In one of his last articles, “Bonapartism, Fascism and War,” Leon Trotsky characterized the Nazi-collaborationist Vichy regime of Marshal Pétain, voted into office by the National Assembly of the Third Republic in 1940, as “a senile form of Bonapartism in the epoch of imperialist decline.” In its early period, it enacted a corporatist “Labor Charter,” promising to adjudicate between workers and capitalists based on national interests. It then joined in the Holocaust, the Nazi war of extermination against the Soviet Union, and the bloody suppression of the French resistance.
To be sure, Macron still hangs on to the trappings of the Republic and democratic rule. However, his presidency has seen not only 100,000 COVID-19 deaths but a surge in police violence against strikers, students, and “yellow vest” protesters demanding greater social equality. Since Macron hailed Pétain as a “great soldier” before sending riot police against the “yellow vests,” there have been tens of thousands of arrests, thousands of wounded, and several people killed by police.

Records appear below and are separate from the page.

//! Fade-in and skill-bar reveals.
//!
//! Uses intersection observers when the browser has them, otherwise polls
//! element positions on every scroll event.

use std::cell::RefCell;
use std::collections::HashMap;

use js_sys::Array;
use wasm_bindgen::{JsCast, JsValue};
use wasm_bindgen::prelude::Closure;
use web_sys::{
    Element, HtmlElement, IntersectionObserver, IntersectionObserverEntry,
    IntersectionObserverInit,
};

use crate::app::Page;
use crate::config::{classes, selectors};
use crate::core::error::SetupError;
use crate::core::{RevealBoard, RevealController, RevealStrategy, RevealSurface, Trigger};
use crate::models::RevealKind;
use crate::utils::{BrowserScheduler, dom};

type Controller = RevealController<BrowserScheduler, DomSurface>;

/// Reveal elements on the live page, indexed like the board.
struct DomSurface {
    elements: Vec<Element>,
    kinds: Vec<RevealKind>,
    observers: RefCell<HashMap<RevealKind, IntersectionObserver>>,
}

impl DomSurface {
    fn index_of(&self, element: &Element) -> Option<usize> {
        self.elements.iter().position(|el| el == element)
    }
}

impl RevealSurface for DomSurface {
    fn show(&self, index: usize) {
        if let Some(el) = self.elements.get(index) {
            dom::set_class(el, classes::VISIBLE, true);
        }
    }

    fn unobserve(&self, index: usize) {
        let (Some(el), Some(kind)) = (self.elements.get(index), self.kinds.get(index)) else {
            return;
        };
        if let Some(observer) = self.observers.borrow().get(kind) {
            observer.unobserve(el);
        }
    }
}

/// Ordinal of a fade element among the fade elements under its parent.
fn sibling_ordinal(element: &Element) -> usize {
    element
        .parent_element()
        .and_then(|parent| {
            dom::query_all_in(&parent, selectors::FADE_IN)
                .iter()
                .position(|el| el == element)
        })
        .unwrap_or(0)
}

/// Tags every reveal element with its stagger and starts watching them.
pub fn install(page: &Page) -> Result<RevealStrategy, SetupError> {
    let fades = page.query_all(selectors::FADE_IN);
    let skills = page.query_all(selectors::SKILL_ITEM);
    if fades.is_empty() && skills.is_empty() {
        return Err(SetupError::MissingElement(selectors::FADE_IN));
    }

    let mut board = RevealBoard::new();
    let mut elements = Vec::with_capacity(fades.len() + skills.len());
    let mut kinds = Vec::with_capacity(elements.capacity());

    for fade in fades {
        let stagger = RevealKind::Fade.stagger_for(sibling_ordinal(&fade));
        let _ = fade.set_attribute("data-delay", &stagger.to_string());
        board.push(RevealKind::Fade, stagger);
        elements.push(fade);
        kinds.push(RevealKind::Fade);
    }

    for (ordinal, skill) in skills.into_iter().enumerate() {
        let stagger = RevealKind::SkillBar.stagger_for(ordinal);
        if let Some(html) = skill.dyn_ref::<HtmlElement>() {
            let _ = html
                .style()
                .set_property("transition-delay", &format!("{}ms", stagger));
        }
        board.push(RevealKind::SkillBar, stagger);
        elements.push(skill);
        kinds.push(RevealKind::SkillBar);
    }

    let controller = RevealController::new(
        board,
        page.scheduler.clone(),
        DomSurface {
            elements,
            kinds,
            observers: RefCell::new(HashMap::new()),
        },
    );

    let strategy = RevealStrategy::detect(dom::supports_intersection_observer(&page.window));
    match strategy {
        RevealStrategy::Observer => {
            for kind in [RevealKind::Fade, RevealKind::SkillBar] {
                observe_kind(&controller, kind)?;
            }
        }
        RevealStrategy::Polling => {
            let window = page.window.clone();
            let poller = controller.clone();
            let poll = move || {
                let surface = poller.surface();
                poller.poll(dom::inner_height(&window), |i| {
                    surface
                        .elements
                        .get(i)
                        .map(|el| el.get_bounding_client_rect().top())
                });
            };
            poll();
            page.coordinator.register(Trigger::Scroll, poll);
        }
    }

    Ok(strategy)
}

/// Creates the observer for one kind and observes its elements.
fn observe_kind(controller: &Controller, kind: RevealKind) -> Result<(), SetupError> {
    let surface = controller.surface();
    let targets: Vec<&Element> = surface
        .elements
        .iter()
        .zip(&surface.kinds)
        .filter(|(_, k)| **k == kind)
        .map(|(el, _)| el)
        .collect();
    if targets.is_empty() {
        return Ok(());
    }

    let handler = controller.clone();
    let callback = Closure::wrap(Box::new(move |entries: Array, _: IntersectionObserver| {
        for entry in entries.iter() {
            let Ok(entry) = entry.dyn_into::<IntersectionObserverEntry>() else {
                continue;
            };
            if let Some(index) = handler.surface().index_of(&entry.target()) {
                handler.on_entry(index, entry.is_intersecting());
            }
        }
    }) as Box<dyn FnMut(Array, IntersectionObserver)>);

    let options = kind.observer_options();
    let init = IntersectionObserverInit::new();
    init.set_root_margin(options.root_margin);
    init.set_threshold(&JsValue::from_f64(options.threshold));

    let observer =
        IntersectionObserver::new_with_options(callback.as_ref().unchecked_ref(), &init)?;
    callback.forget();

    for el in targets {
        observer.observe(el);
    }
    surface.observers.borrow_mut().insert(kind, observer);
    Ok(())
}
//! Error types for page setup and runtime degradation.
//!
//! None of these are ever shown to the visitor. Each feature installs
//! independently, and a failure only disables that feature:
//!
//! - [`SetupError`] - Browser objects or page elements missing at setup
//! - [`ResourceError`] - Page resources that failed to load
//! - [`ConfigError`] - Invalid embedded site configuration
//! - [`TypingError`] - Invalid typewriter input

use thiserror::Error;
use wasm_bindgen::JsValue;

/// Errors raised while attaching behaviors to the page.
#[derive(Debug, Clone, PartialEq, Eq, Error)]
pub enum SetupError {
    /// Browser window not available.
    #[error("browser window not available")]
    NoWindow,
    /// Window has no document.
    #[error("document not available")]
    NoDocument,
    /// An element the feature depends on is absent.
    #[error("missing element: {0}")]
    MissingElement(&'static str),
    /// A browser call failed.
    #[error("browser call failed: {0}")]
    Js(String),
    /// Typewriter could not be built from the configured phrases.
    #[error("typewriter: {0}")]
    Typing(#[from] TypingError),
}

impl From<JsValue> for SetupError {
    fn from(value: JsValue) -> Self {
        Self::Js(
            value
                .as_string()
                .unwrap_or_else(|| format!("{:?}", value)),
        )
    }
}

/// Page resources that failed to load.
#[derive(Debug, Clone, PartialEq, Eq, Error)]
pub enum ResourceError {
    #[error("Image failed to load: {src}")]
    ImageLoad { src: String },
}

/// Site configuration errors.
#[derive(Debug, Clone, PartialEq, Eq, Error)]
pub enum ConfigError {
    #[error("parse error: {0}")]
    Parse(String),
    #[error("typing.texts must not be empty")]
    EmptyTypingTexts,
}

/// Typewriter construction errors.
#[derive(Debug, Clone, PartialEq, Eq, Error)]
pub enum TypingError {
    #[error("typewriter needs at least one phrase")]
    EmptyTexts,
}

As French generals warn of a global discrediting of the social order amid the pandemic and talk of killing thousands in military interventions inside France itself, plans are being furiously worked out in the military staffs for a vast escalation of repression.
Macron made a show of acknowledging the divisions over Napoleon, referring to one of his great crimes, the reestablishment of slavery in 1802—criticized by various forces, including recently, petty-bourgeois forces linked to the Black Lives Matter movement.

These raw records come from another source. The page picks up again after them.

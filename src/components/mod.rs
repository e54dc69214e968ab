//! Page behaviors bound to the live DOM.
//!
//! - [`menu`] - Mobile navigation toggle
//! - [`smooth_scroll`] - In-page link scrolling and back-to-top
//! - [`navbar`] - Scrolled navbar style and active-link highlighting
//! - [`typed_text`] - Typewriter slot (leptos-mounted)
//! - [`reveal`] - Fade-in and skill-bar reveal animations
//! - [`images`] - Broken image flagging
//! - [`preloader`] - Preloader removal on load

pub mod images;
pub mod menu;
pub mod navbar;
pub mod preloader;
pub mod reveal;
pub mod smooth_scroll;
pub mod typed_text;
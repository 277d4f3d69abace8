//! Error taxonomy for the simulation core.
//!
//! Configuration and invariant errors are programmer errors: they are
//! surfaced immediately and never retried. Scheduler cancellation is not an
//! error at all — it is a terminal `SchedulerPhase`.

use thiserror::Error;

/// A round or spawner configuration the engine cannot run with.
#[derive(Debug, Clone, Copy, PartialEq, Eq, Error)]
pub enum ConfigError {
    /// A random resolution was requested from an empty or zero-weight table.
    #[error("spawn table is empty or has zero total weight")]
    EmptySpawnTable,
    /// Spawn overrides must be sorted strictly ascending by position.
    #[error("spawn override at position {position} breaks ascending order")]
    UnsortedOverrides { position: u32 },
    /// At most one override is permitted per spawn position.
    #[error("duplicate spawn override for position {position}")]
    DuplicateOverride { position: u32 },
    /// A match needs at least one configured round.
    #[error("no rounds configured")]
    NoRounds,
    /// A match needs at least one spawn point.
    #[error("no spawn points configured")]
    NoSpawnPoints,
    /// A round index beyond the configured rounds list was requested.
    #[error("round index {round} out of range ({rounds} rounds configured)")]
    RoundOutOfRange { round: u32, rounds: u32 },
}

/// A caller-discipline invariant of the spawn registry was broken.
#[derive(Debug, Clone, Copy, PartialEq, Eq, Error)]
pub enum InvariantViolation {
    /// Recording this spawn would push the spawned count past the quota.
    #[error("spawn would exceed the round quota of {quota}")]
    QuotaExceeded { quota: u32 },
    /// The entity is already registered as live.
    #[error("entity is already registered as live")]
    AlreadyLive,
    /// A death was recorded for an entity that is not live (double death or
    /// unknown entity).
    #[error("death recorded for an entity that is not live")]
    NotLive,
}
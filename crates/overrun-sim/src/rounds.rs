//! Built-in round progression.
//!
//! Three rounds of escalating pressure. Custom progressions can be supplied
//! through `MatchConfig::rounds`; these are the defaults the host falls back
//! to.

use overrun_core::enums::EnemyArchetype;
use overrun_core::round::{RoundConfig, SpawnOverride, WeightedEntry};

/// Build the default three-round progression.
pub fn default_rounds() -> Vec<RoundConfig> {
    vec![first_contact(), mixed_pack(), brute_siege()]
}

/// Round 1: "First Contact"
/// 10 Shamblers, nothing else. A warm-up quota.
fn first_contact() -> RoundConfig {
    RoundConfig {
        quota: 10,
        weights: vec![WeightedEntry {
            archetype: EnemyArchetype::Shambler,
            weight: 1,
        }],
        overrides: vec![],
    }
}

/// Round 2: "Mixed Pack"
/// 20 enemies, mostly Shamblers with Lurkers mixed in. A Lurker is pinned
/// to the first spawn so the pace change is felt immediately.
fn mixed_pack() -> RoundConfig {
    RoundConfig {
        quota: 20,
        weights: vec![
            WeightedEntry {
                archetype: EnemyArchetype::Shambler,
                weight: 70,
            },
            WeightedEntry {
                archetype: EnemyArchetype::Lurker,
                weight: 30,
            },
        ],
        overrides: vec![SpawnOverride {
            position: 0,
            archetype: EnemyArchetype::Lurker,
        }],
    }
}

/// Round 3: "Brute Siege"
/// 30 enemies across all archetypes. Brutes are pinned to the first and
/// last spawns; the rest of the table rolls with a small Brute share.
fn brute_siege() -> RoundConfig {
    RoundConfig {
        quota: 30,
        weights: vec![
            WeightedEntry {
                archetype: EnemyArchetype::Shambler,
                weight: 60,
            },
            WeightedEntry {
                archetype: EnemyArchetype::Lurker,
                weight: 30,
            },
            WeightedEntry {
                archetype: EnemyArchetype::Brute,
                weight: 10,
            },
        ],
        overrides: vec![
            SpawnOverride {
                position: 0,
                archetype: EnemyArchetype::Brute,
            },
            SpawnOverride {
                position: 29,
                archetype: EnemyArchetype::Brute,
            },
        ],
    }
}

#[cfg(test)]
mod tests {
    use super::*;

    #[test]
    fn default_rounds_are_valid() {
        let rounds = default_rounds();
        assert_eq!(rounds.len(), 3);
        for round in &rounds {
            round.validate().expect("default round should validate");
            assert!(round.total_weight() > 0);
        }
    }

    #[test]
    fn quotas_escalate() {
        let rounds = default_rounds();
        for pair in rounds.windows(2) {
            assert!(pair[0].quota < pair[1].quota);
        }
    }
}
//! Simulation engine for OVERRUN.
//!
//! Owns the hecs ECS world, drives the match state machine and wave
//! spawner each tick, and produces MatchSnapshots for the host.

pub mod director;
pub mod engine;
pub mod registry;
pub mod rounds;
pub mod systems;
pub mod world_setup;

pub use engine::MatchEngine;
pub use overrun_core as core;

#[cfg(test)]
mod tests;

Napoleon, Macron said, “reestablished slavery that the Convention had abolished in 1794. In 1848, with Victor Schoelcher, the Second Republic repaired this moral error, this betrayal of the spirit of the Enlightenment.” At the same time, Macron stressed his “determination not to give an inch to those who would like to erase the past because it does not correspond to the idea that they have of the present.” He concluded, “I have no intention to say if Napoleon realized or instead betrayed revolutionary values. I will of course steer clear of such territory.”

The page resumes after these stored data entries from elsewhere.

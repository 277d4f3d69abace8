//! Match engine — the core of the game.
//!
//! `MatchEngine` owns the hecs ECS world, the match director, the wave
//! scheduler, and the spawn registry. It processes host commands, runs all
//! systems, and produces `MatchSnapshot`s. Completely headless, enabling
//! deterministic testing.

use std::collections::VecDeque;

use hecs::{Entity, World};
use rand::SeedableRng;
use rand_chacha::ChaCha8Rng;

use overrun_ai::profiles::get_profile;
use overrun_core::commands::PlayerCommand;
use overrun_core::components::{Enemy, EnemyBrain, EnemyInfo, Health, Player, PlayerInfo};
use overrun_core::constants::{
    END_DELAY, HEALTH_BOOST_PER_ROUND, MAX_HEALTH_MULTIPLIER, RESTART_DELAY, WARMUP_DELAY,
};
use overrun_core::enums::{EnemyPhase, MatchState};
use overrun_core::error::ConfigError;
use overrun_core::events::MatchEvent;
use overrun_core::round::{RoundConfig, SpawnerParams};
use overrun_core::state::MatchSnapshot;
use overrun_core::types::{Position, SimTime, Velocity};

use crate::director::{DirectorSignal, MatchDirector};
use crate::registry::SpawnRegistry;
use crate::rounds;
use crate::systems;
use crate::systems::wave_scheduler::WaveScheduler;
use crate::world_setup;

/// Configuration for starting a new match.
pub struct MatchConfig {
    /// RNG seed for determinism. Same seed = same simulation.
    pub seed: u64,
    /// Wave spawner timing and capacity parameters.
    pub spawner: SpawnerParams,
    /// Warmup countdown before each round (seconds).
    pub warmup_delay_secs: f64,
    /// Countdown before the match ends once an end condition holds (seconds).
    pub end_delay_secs: f64,
    /// Delay in End before a restart is requested (seconds).
    pub restart_delay_secs: f64,
    /// Round progression, played in order.
    pub rounds: Vec<RoundConfig>,
    /// Spawn points on the arena perimeter.
    pub spawn_points: Vec<Position>,
}

impl Default for MatchConfig {
    fn default() -> Self {
        Self {
            seed: 42,
            spawner: SpawnerParams::default(),
            warmup_delay_secs: WARMUP_DELAY,
            end_delay_secs: END_DELAY,
            restart_delay_secs: RESTART_DELAY,
            rounds: rounds::default_rounds(),
            spawn_points: world_setup::default_spawn_points(),
        }
    }
}

/// Running score state tracked by the engine. The high score survives
/// match restarts; everything else resets with the match.
#[derive(Debug, Clone, Default)]
pub struct ScoreState {
    pub score: u32,
    pub high_score: u32,
    pub high_score_is_new: bool,
    pub enemies_killed: u32,
}

/// The match engine. Owns the ECS world and all match state.
pub struct MatchEngine {
    world: World,
    time: SimTime,
    rng: ChaCha8Rng,
    director: MatchDirector,
    scheduler: WaveScheduler,
    registry: SpawnRegistry,
    score: ScoreState,
    rounds: Vec<RoundConfig>,
    spawn_points: Vec<Position>,
    command_queue: VecDeque<PlayerCommand>,
    events: Vec<MatchEvent>,
    despawn_buffer: Vec<Entity>,
    next_enemy_id: u32,
    target_rotation: usize,
}

impl MatchEngine {
    /// Create a new match engine. Every round config is validated here so
    /// configuration errors surface before the first tick, never mid-wave.
    pub fn new(config: MatchConfig) -> Result<Self, ConfigError> {
        if config.rounds.is_empty() {
            return Err(ConfigError::NoRounds);
        }
        if config.spawn_points.is_empty() {
            return Err(ConfigError::NoSpawnPoints);
        }
        for round in &config.rounds {
            round.validate()?;
        }

        Ok(Self {
            world: World::new(),
            time: SimTime::default(),
            rng: ChaCha8Rng::seed_from_u64(config.seed),
            director: MatchDirector::new(
                config.warmup_delay_secs,
                config.end_delay_secs,
                config.restart_delay_secs,
            ),
            scheduler: WaveScheduler::new(config.spawner),
            registry: SpawnRegistry::new(),
            score: ScoreState::default(),
            rounds: config.rounds,
            spawn_points: config.spawn_points,
            command_queue: VecDeque::new(),
            events: Vec::new(),
            despawn_buffer: Vec::new(),
            next_enemy_id: 0,
            target_rotation: 0,
        })
    }

    /// Queue a host command for processing at the next tick boundary.
    pub fn queue_command(&mut self, command: PlayerCommand) {
        self.command_queue.push_back(command);
    }

    /// Queue multiple commands.
    pub fn queue_commands(&mut self, commands: impl IntoIterator<Item = PlayerCommand>) {
        self.command_queue.extend(commands);
    }

    /// Advance the match by one tick of `dt` seconds and return the
    /// resulting snapshot.
    pub fn tick(&mut self, dt: f64) -> MatchSnapshot {
        self.process_commands();
        self.run_director(dt);
        self.run_systems(dt);
        self.time.advance(dt);

        let events = std::mem::take(&mut self.events);
        systems::snapshot::build_snapshot(
            &self.world,
            &self.time,
            self.director.state(),
            self.director.round(),
            &self.scheduler,
            &self.registry,
            &self.score,
            events,
        )
    }

    /// Get the current match state.
    pub fn state(&self) -> MatchState {
        self.director.state()
    }

    /// Get the current round index, if a round has started.
    pub fn round(&self) -> Option<u32> {
        self.director.round()
    }

    /// Get the current simulation time.
    pub fn time(&self) -> SimTime {
        self.time
    }

    /// Get a read-only reference to the ECS world.
    pub fn world(&self) -> &World {
        &self.world
    }

    /// Get a read-only reference to the score state.
    pub fn score(&self) -> &ScoreState {
        &self.score
    }

    /// Process all queued commands.
    fn process_commands(&mut self) {
        while let Some(command) = self.command_queue.pop_front() {
            self.handle_command(command);
        }
    }

    /// Handle a single host command.
    fn handle_command(&mut self, command: PlayerCommand) {
        match command {
            PlayerCommand::JoinMatch { player_id } => self.join_player(player_id),
            PlayerCommand::LeaveMatch { player_id } => self.leave_player(player_id),
            PlayerCommand::DamageEnemy { enemy_id, amount } => {
                self.damage_enemy(enemy_id, amount);
            }
            PlayerCommand::RestartMatch => self.restart_match(),
        }
    }

    fn join_player(&mut self, player_id: u32) {
        let already_joined = self
            .world
            .query::<&PlayerInfo>()
            .iter()
            .any(|(_, info)| info.player_id == player_id);
        if already_joined {
            log::warn!("player {player_id} already joined; ignoring");
            return;
        }

        let _ = world_setup::spawn_player(&mut self.world, player_id);
        self.events.push(MatchEvent::PlayerJoined { player_id });
        log::info!("player {player_id} joined");
    }

    fn leave_player(&mut self, player_id: u32) {
        let entity = self
            .world
            .query::<&PlayerInfo>()
            .iter()
            .find(|(_, info)| info.player_id == player_id)
            .map(|(entity, _)| entity);

        match entity {
            Some(entity) => {
                let _ = self.world.despawn(entity);
                self.events.push(MatchEvent::PlayerLeft { player_id });
                log::info!("player {player_id} left");
            }
            None => log::warn!("leave for unknown player {player_id}; ignoring"),
        }
    }

    /// Apply external weapon damage to an enemy. Stale ids are host input
    /// going out of date, not invariant breaches — they are dropped.
    fn damage_enemy(&mut self, enemy_id: u32, amount: i32) {
        let now = self.time.elapsed_secs;
        let mut found = false;
        let mut killed: Option<(Entity, u32)> = None;

        for (entity, (info, health, brain, vel)) in self
            .world
            .query_mut::<(&EnemyInfo, &mut Health, &mut EnemyBrain, &mut Velocity)>()
        {
            if info.enemy_id != enemy_id {
                continue;
            }
            found = true;
            if brain.phase == EnemyPhase::Dead {
                break;
            }

            health.current -= amount;
            if health.current <= 0 {
                brain.phase = EnemyPhase::Dead;
                brain.phase_started_secs = now;
                *vel = Velocity::default();
                killed = Some((entity, get_profile(info.archetype).score_value));
            }
            break;
        }

        if !found {
            log::warn!("damage for unknown enemy {enemy_id}; ignoring");
            return;
        }

        if let Some((entity, score_value)) = killed {
            self.registry
                .record_death(entity)
                .expect("killed enemy is tracked as live by the registry");
            self.score.score += score_value;
            self.score.enemies_killed += 1;
            self.events.push(MatchEvent::EnemyKilled {
                enemy_id,
                score_value,
            });
            self.events.push(MatchEvent::EnemyCountChanged {
                count: self.registry.population(),
            });
            log::debug!("enemy {enemy_id} killed (+{score_value})");
        }
    }

    /// Reload the match after End — the scene-reload analog. The joined
    /// roster survives; everything else resets. The high score persists.
    fn restart_match(&mut self) {
        if self.director.state() != MatchState::End {
            log::warn!("restart requested outside End state; ignoring");
            return;
        }

        let enemies: Vec<Entity> = self
            .world
            .query::<&Enemy>()
            .iter()
            .map(|(entity, _)| entity)
            .collect();
        for entity in enemies {
            let _ = self.world.despawn(entity);
        }

        for (_entity, (info, health)) in self.world.query_mut::<(&PlayerInfo, &mut Health)>() {
            health.max = info.base_max_health;
            health.current = info.base_max_health;
        }

        self.registry.reset(0);
        self.scheduler.reset();
        self.director.reset();
        self.score.score = 0;
        self.score.enemies_killed = 0;
        self.score.high_score_is_new = false;
        self.next_enemy_id = 0;
        self.target_rotation = 0;
        self.time = SimTime::default();

        self.events.push(MatchEvent::StateChanged {
            state: MatchState::Waiting,
            round: None,
        });
        log::info!("match reloaded");
    }

    /// Evaluate the match state machine and commit at most one transition.
    fn run_director(&mut self, dt: f64) {
        let (joined, any_alive) = self.roster_status();
        match self
            .director
            .poll(dt, joined, any_alive, &self.registry, self.rounds.len())
        {
            DirectorSignal::Transition(next) => self.to_match_state(next),
            DirectorSignal::RequestRestart => {
                self.events.push(MatchEvent::RestartRequested);
                log::info!("restart delay elapsed; requesting match reload");
            }
            DirectorSignal::None => {}
        }
    }

    fn roster_status(&self) -> (usize, bool) {
        let mut joined = 0;
        let mut any_alive = false;
        for (_entity, (_player, health)) in self.world.query::<(&Player, &Health)>().iter() {
            joined += 1;
            if health.current > 0 {
                any_alive = true;
            }
        }
        (joined, any_alive)
    }

    /// Run the exit actions of the old state, then the entry actions of the
    /// new state, then notify observers — in that order, so observers never
    /// see an inconsistent state/round pairing.
    fn to_match_state(&mut self, next: MatchState) {
        let previous = self.director.state();
        log::info!("match state: {previous:?} -> {next:?}");

        if previous == MatchState::InProgress && self.scheduler.cancel() {
            self.events.push(MatchEvent::SpawningCancelled {
                spawned: self.registry.spawned(),
            });
            log::info!(
                "spawning cancelled at {}/{} enemies",
                self.registry.spawned(),
                self.registry.quota()
            );
        }

        self.director.set_state(next);
        match next {
            MatchState::Waiting | MatchState::Warmup => {}
            MatchState::InProgress => self.begin_round(),
            MatchState::End => self.finish_match(),
        }

        self.events.push(MatchEvent::StateChanged {
            state: next,
            round: self.director.round(),
        });
    }

    /// InProgress entry: advance the round, bind its config, reset the
    /// registry, start the spawner, and apply participant progression.
    fn begin_round(&mut self) {
        let round = self.director.advance_round();
        let config = self
            .rounds
            .get(round as usize)
            .expect("director never starts a round past the configured list");

        self.registry.reset(config.quota);
        self.scheduler.start();

        let multiplier =
            (1.0 + HEALTH_BOOST_PER_ROUND * f64::from(round)).min(MAX_HEALTH_MULTIPLIER);
        for (_entity, (info, health)) in self.world.query_mut::<(&PlayerInfo, &mut Health)>() {
            health.max = (f64::from(info.base_max_health) * multiplier).round() as i32;
            health.current = health.current.min(health.max);
        }

        self.events.push(MatchEvent::RoundStarted {
            round,
            quota: config.quota,
        });
        log::info!("round {} starting (quota {})", round + 1, config.quota);
    }

    /// End entry: latch the high score.
    fn finish_match(&mut self) {
        if self.score.score > self.score.high_score {
            self.score.high_score = self.score.score;
            self.score.high_score_is_new = true;
            self.events.push(MatchEvent::HighScoreUpdated {
                score: self.score.high_score,
            });
            log::info!("new high score: {}", self.score.high_score);
        }
    }

    /// Run all systems in order. Spawning is gated on InProgress; the enemy
    /// systems run in every state so survivors keep acting through End and
    /// corpses finish sinking between rounds.
    fn run_systems(&mut self, dt: f64) {
        let now = self.time.elapsed_secs;

        // 1. Wave spawning — only while a round is live
        if self.director.state() == MatchState::InProgress {
            let round = self
                .director
                .round()
                .expect("InProgress always has a bound round");
            let config = &self.rounds[round as usize];
            systems::wave_scheduler::run(
                &mut self.world,
                &mut self.rng,
                &mut self.scheduler,
                config,
                &mut self.registry,
                &self.spawn_points,
                round,
                &mut self.next_enemy_id,
                &mut self.target_rotation,
                now,
                dt,
                &mut self.events,
            )
            .expect("round configs validated at engine construction");
        }
        // 2. Enemy AI (retargeting, pursuit, strikes)
        systems::enemy_ai::run(&mut self.world, &mut self.rng, now, &mut self.events);
        // 3. Movement integration
        systems::movement::run(&mut self.world, dt);
        // 4. Cleanup (sunk corpses)
        systems::cleanup::run(&mut self.world, &mut self.despawn_buffer, now);
    }
}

In the centuries since Napoleon’s death, the experiences of the French and international working class have shown that not only Bonapartist rule but the capitalist system itself is incompatible with the principles of “Liberty, Equality and Fraternity” proclaimed in 1789. Amid the mounting threats of a coup from the French military, Macron’s speech must be taken as a political warning. The defense of international principles of “Liberty, Equality and Fraternity” requires the international, revolutionary mobilization of the working class, fighting for socialism and workers power.